▸ WHAT IS NEEDED
Do any lines in the data below contain "CommandPipeline"? If so, copy every one of them.
________________
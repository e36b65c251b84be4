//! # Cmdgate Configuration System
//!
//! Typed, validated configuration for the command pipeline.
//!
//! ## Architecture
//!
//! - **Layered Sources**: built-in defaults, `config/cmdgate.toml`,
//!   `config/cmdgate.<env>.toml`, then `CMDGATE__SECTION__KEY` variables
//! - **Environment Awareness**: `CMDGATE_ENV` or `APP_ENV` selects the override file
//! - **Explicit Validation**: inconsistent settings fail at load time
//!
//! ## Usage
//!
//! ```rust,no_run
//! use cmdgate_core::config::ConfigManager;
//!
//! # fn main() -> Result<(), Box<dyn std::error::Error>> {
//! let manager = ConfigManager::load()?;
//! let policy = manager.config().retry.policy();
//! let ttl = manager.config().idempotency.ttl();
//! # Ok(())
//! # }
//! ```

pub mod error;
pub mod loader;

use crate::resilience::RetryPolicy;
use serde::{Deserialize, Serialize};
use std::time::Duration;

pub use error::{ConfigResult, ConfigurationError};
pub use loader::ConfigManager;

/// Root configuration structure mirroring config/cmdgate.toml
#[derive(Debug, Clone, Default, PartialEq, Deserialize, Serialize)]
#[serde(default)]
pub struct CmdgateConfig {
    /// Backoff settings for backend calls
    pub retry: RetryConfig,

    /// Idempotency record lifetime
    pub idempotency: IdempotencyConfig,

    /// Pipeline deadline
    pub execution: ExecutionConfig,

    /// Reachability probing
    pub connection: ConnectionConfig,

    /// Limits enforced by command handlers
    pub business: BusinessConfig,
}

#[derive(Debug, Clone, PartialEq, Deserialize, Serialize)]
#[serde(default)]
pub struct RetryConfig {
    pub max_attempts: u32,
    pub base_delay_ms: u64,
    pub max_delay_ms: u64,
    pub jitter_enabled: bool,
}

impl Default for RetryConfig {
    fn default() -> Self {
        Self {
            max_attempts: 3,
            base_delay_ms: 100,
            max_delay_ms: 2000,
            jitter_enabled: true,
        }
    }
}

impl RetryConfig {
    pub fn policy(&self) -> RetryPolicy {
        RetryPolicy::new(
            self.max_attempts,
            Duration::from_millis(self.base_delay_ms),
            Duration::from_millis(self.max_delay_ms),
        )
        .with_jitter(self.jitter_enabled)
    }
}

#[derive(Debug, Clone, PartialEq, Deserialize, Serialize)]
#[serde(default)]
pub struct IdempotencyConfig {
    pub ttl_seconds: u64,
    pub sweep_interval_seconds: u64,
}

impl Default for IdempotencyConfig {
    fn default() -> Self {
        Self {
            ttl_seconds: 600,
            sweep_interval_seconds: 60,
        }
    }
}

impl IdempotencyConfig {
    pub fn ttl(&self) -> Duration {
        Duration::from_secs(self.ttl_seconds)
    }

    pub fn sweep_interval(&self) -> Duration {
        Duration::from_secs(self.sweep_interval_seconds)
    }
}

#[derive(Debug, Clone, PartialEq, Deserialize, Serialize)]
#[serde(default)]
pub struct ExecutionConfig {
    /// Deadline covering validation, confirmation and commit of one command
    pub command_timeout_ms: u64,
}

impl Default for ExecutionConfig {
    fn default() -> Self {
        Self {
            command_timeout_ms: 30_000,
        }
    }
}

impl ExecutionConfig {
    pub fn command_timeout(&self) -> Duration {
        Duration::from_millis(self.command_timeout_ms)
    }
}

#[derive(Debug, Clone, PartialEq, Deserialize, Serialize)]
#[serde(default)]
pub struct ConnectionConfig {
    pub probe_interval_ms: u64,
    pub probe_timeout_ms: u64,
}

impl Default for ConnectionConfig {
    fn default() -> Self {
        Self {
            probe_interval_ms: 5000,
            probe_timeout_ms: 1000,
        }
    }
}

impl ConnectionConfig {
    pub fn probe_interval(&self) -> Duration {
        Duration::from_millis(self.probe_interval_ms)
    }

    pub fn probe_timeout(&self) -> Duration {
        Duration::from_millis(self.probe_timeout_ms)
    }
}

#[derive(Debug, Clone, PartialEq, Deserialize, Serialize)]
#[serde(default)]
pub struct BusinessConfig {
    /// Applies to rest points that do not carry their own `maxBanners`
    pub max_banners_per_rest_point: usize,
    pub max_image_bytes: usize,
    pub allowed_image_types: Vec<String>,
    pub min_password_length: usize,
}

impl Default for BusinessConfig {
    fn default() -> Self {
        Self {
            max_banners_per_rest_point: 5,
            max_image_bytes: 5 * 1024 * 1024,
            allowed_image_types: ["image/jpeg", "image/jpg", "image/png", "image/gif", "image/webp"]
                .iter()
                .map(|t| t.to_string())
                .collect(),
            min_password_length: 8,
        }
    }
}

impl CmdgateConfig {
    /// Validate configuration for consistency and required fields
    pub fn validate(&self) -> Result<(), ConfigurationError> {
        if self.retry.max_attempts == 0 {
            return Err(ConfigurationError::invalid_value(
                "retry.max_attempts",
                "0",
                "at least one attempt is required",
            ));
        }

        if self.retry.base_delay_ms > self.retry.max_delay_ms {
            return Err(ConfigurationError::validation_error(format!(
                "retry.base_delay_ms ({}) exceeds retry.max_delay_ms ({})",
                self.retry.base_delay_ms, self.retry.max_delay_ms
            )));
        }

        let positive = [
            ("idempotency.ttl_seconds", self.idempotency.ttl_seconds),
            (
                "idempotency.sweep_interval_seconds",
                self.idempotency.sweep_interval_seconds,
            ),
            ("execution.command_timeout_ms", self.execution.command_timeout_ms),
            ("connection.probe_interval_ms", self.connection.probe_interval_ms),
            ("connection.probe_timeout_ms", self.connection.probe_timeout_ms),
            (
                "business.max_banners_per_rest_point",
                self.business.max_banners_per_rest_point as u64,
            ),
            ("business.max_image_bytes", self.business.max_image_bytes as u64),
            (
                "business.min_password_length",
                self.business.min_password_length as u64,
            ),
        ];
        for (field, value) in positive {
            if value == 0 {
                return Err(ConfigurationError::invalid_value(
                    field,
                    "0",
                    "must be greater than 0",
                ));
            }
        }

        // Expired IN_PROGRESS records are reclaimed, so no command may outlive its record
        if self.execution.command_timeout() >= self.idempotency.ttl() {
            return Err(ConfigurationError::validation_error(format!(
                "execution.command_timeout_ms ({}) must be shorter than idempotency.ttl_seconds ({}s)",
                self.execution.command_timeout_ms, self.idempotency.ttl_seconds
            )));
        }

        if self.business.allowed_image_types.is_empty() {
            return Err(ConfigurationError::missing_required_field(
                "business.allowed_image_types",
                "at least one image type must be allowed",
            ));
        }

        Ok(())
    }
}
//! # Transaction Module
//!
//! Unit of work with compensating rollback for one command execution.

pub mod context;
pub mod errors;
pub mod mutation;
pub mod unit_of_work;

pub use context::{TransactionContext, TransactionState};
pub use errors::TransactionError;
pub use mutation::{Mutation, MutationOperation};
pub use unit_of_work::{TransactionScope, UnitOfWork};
________________
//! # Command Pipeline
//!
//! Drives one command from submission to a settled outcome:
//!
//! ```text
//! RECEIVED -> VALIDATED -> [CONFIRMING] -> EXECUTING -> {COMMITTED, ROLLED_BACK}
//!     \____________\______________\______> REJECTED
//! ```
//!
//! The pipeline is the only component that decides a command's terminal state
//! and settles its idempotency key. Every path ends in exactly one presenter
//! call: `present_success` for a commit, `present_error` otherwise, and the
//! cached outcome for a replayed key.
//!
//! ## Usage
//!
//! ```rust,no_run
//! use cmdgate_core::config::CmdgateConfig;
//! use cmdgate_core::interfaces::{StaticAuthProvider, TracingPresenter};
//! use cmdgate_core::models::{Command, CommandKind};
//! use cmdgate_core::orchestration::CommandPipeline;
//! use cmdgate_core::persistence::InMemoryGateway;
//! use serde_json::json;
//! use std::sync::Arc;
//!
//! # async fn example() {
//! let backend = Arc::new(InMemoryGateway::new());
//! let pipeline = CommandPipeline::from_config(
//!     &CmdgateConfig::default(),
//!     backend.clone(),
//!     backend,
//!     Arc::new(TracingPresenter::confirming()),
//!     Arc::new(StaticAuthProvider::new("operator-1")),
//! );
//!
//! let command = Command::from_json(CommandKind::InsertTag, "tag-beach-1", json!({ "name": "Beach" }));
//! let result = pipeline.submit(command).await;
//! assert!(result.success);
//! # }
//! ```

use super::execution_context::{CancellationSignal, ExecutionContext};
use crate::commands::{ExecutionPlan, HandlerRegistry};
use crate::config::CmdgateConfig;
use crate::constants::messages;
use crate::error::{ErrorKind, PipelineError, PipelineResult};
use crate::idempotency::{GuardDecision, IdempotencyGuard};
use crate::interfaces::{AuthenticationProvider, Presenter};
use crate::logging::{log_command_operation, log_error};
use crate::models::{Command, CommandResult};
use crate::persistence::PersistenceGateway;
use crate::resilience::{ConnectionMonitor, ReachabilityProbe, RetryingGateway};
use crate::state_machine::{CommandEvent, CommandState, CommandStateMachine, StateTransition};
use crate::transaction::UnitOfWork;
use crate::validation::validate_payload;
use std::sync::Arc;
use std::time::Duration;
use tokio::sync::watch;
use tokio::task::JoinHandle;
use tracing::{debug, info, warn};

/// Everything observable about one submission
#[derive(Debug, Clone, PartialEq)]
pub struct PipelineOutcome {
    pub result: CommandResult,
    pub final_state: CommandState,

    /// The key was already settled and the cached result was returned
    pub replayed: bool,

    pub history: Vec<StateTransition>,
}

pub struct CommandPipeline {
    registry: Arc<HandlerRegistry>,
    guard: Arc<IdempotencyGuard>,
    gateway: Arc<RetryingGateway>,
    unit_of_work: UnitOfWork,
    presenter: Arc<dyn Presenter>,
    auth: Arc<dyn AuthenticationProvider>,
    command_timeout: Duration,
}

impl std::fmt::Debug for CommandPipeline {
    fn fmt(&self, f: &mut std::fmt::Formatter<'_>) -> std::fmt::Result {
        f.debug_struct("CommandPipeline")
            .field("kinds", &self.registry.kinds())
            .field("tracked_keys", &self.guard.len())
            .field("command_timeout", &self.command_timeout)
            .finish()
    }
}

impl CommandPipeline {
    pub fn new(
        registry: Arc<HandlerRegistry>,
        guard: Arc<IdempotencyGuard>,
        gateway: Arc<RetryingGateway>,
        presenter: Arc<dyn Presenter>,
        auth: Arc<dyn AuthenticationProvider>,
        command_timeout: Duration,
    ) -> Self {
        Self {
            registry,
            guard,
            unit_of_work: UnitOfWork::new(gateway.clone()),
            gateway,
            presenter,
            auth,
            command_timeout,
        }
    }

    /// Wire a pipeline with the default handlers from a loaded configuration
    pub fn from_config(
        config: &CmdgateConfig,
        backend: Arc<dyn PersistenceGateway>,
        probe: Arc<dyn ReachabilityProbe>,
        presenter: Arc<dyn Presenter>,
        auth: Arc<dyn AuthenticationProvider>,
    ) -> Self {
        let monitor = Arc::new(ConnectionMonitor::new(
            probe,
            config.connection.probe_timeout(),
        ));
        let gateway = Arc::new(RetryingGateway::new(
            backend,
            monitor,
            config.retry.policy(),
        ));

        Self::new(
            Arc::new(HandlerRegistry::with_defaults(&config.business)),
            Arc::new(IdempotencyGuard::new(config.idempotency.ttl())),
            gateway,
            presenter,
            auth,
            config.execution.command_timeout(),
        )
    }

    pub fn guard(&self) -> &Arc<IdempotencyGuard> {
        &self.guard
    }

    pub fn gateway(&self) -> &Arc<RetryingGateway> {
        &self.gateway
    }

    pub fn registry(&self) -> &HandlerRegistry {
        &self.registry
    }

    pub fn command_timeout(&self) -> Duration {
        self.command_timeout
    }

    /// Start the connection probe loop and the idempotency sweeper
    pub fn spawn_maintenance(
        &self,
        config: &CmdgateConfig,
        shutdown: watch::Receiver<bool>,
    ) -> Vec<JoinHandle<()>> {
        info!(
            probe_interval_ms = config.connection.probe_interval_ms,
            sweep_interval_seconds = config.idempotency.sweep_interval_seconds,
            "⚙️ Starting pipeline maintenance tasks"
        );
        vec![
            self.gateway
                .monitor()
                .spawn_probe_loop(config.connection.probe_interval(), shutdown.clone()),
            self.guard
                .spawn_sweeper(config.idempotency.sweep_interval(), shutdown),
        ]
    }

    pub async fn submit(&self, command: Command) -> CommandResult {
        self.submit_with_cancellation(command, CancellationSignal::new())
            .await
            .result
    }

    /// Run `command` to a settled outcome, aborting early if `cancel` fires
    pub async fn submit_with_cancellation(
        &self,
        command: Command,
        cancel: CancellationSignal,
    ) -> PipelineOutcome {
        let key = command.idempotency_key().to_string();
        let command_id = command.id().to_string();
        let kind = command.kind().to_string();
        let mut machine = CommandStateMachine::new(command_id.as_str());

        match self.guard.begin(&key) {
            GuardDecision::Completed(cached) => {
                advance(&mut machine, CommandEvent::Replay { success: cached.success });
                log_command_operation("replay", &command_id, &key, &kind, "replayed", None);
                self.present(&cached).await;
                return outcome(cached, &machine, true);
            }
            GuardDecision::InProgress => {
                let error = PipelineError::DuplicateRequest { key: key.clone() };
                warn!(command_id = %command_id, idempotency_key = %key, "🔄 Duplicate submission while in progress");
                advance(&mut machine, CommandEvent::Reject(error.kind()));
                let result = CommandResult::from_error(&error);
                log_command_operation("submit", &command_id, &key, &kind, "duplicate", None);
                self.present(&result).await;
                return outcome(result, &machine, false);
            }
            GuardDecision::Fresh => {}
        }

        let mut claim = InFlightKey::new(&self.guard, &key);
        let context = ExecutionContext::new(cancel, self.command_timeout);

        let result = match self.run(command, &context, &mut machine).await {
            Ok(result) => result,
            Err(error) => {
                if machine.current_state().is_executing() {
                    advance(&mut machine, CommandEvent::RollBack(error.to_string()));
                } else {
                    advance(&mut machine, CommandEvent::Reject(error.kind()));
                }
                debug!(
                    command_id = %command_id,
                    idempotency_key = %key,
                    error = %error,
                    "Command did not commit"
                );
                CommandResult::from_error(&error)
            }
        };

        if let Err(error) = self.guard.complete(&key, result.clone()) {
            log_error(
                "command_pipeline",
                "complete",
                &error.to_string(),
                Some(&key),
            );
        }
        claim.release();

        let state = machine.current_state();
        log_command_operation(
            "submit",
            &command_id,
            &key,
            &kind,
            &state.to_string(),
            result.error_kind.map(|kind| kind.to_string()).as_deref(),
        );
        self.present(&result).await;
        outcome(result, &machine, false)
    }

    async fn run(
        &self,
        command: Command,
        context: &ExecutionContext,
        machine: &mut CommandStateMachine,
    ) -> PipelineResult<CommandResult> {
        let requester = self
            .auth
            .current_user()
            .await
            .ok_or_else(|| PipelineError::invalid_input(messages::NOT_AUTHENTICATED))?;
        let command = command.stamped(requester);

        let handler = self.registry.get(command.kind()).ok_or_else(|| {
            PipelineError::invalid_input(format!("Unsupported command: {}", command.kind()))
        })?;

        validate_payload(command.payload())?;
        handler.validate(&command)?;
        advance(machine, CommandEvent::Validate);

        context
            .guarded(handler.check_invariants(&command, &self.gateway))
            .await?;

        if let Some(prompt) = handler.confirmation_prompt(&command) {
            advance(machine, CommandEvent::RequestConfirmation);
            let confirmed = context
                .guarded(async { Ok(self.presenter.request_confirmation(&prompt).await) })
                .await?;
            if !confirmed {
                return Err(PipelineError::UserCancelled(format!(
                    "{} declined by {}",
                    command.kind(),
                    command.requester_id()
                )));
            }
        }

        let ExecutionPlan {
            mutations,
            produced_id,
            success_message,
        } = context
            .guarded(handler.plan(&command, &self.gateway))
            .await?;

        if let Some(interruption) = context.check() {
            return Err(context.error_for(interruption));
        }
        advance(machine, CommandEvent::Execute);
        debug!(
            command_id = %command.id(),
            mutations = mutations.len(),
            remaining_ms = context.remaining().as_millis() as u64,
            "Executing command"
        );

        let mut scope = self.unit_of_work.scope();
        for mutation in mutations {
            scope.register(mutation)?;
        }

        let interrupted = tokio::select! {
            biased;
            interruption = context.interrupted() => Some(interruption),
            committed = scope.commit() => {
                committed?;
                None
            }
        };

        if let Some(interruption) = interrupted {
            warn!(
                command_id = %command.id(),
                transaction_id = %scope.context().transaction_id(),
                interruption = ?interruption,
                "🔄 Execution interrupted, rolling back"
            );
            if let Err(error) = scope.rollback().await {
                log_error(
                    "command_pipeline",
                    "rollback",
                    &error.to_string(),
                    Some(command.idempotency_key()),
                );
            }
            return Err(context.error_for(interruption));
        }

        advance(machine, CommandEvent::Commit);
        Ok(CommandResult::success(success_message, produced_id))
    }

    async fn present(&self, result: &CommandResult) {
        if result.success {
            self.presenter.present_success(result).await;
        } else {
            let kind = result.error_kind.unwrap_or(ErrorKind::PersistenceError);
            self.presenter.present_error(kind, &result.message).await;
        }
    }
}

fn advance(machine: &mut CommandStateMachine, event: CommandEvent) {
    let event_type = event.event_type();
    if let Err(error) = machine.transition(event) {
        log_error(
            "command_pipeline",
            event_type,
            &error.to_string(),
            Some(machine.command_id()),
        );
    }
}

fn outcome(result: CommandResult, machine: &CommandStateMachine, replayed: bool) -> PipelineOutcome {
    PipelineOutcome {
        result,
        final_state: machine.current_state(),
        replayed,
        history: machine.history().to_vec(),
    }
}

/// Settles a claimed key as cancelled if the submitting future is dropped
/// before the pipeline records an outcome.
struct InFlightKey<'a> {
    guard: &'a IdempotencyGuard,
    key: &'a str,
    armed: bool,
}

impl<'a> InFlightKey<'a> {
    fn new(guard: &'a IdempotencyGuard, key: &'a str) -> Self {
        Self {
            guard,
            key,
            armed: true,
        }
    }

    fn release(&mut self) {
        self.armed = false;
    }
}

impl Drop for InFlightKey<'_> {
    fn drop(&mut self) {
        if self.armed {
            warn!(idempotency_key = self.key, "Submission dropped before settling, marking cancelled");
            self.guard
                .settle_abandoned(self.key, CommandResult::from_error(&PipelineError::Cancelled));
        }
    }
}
________________
▸ EXERCISE SOLUTION
//! use cmdgate_core::orchestration::CommandPipeline;
//! let pipeline = CommandPipeline::from_config(
pub struct CommandPipeline {
impl std::fmt::Debug for CommandPipeline {
        f.debug_struct("CommandPipeline")
impl CommandPipeline {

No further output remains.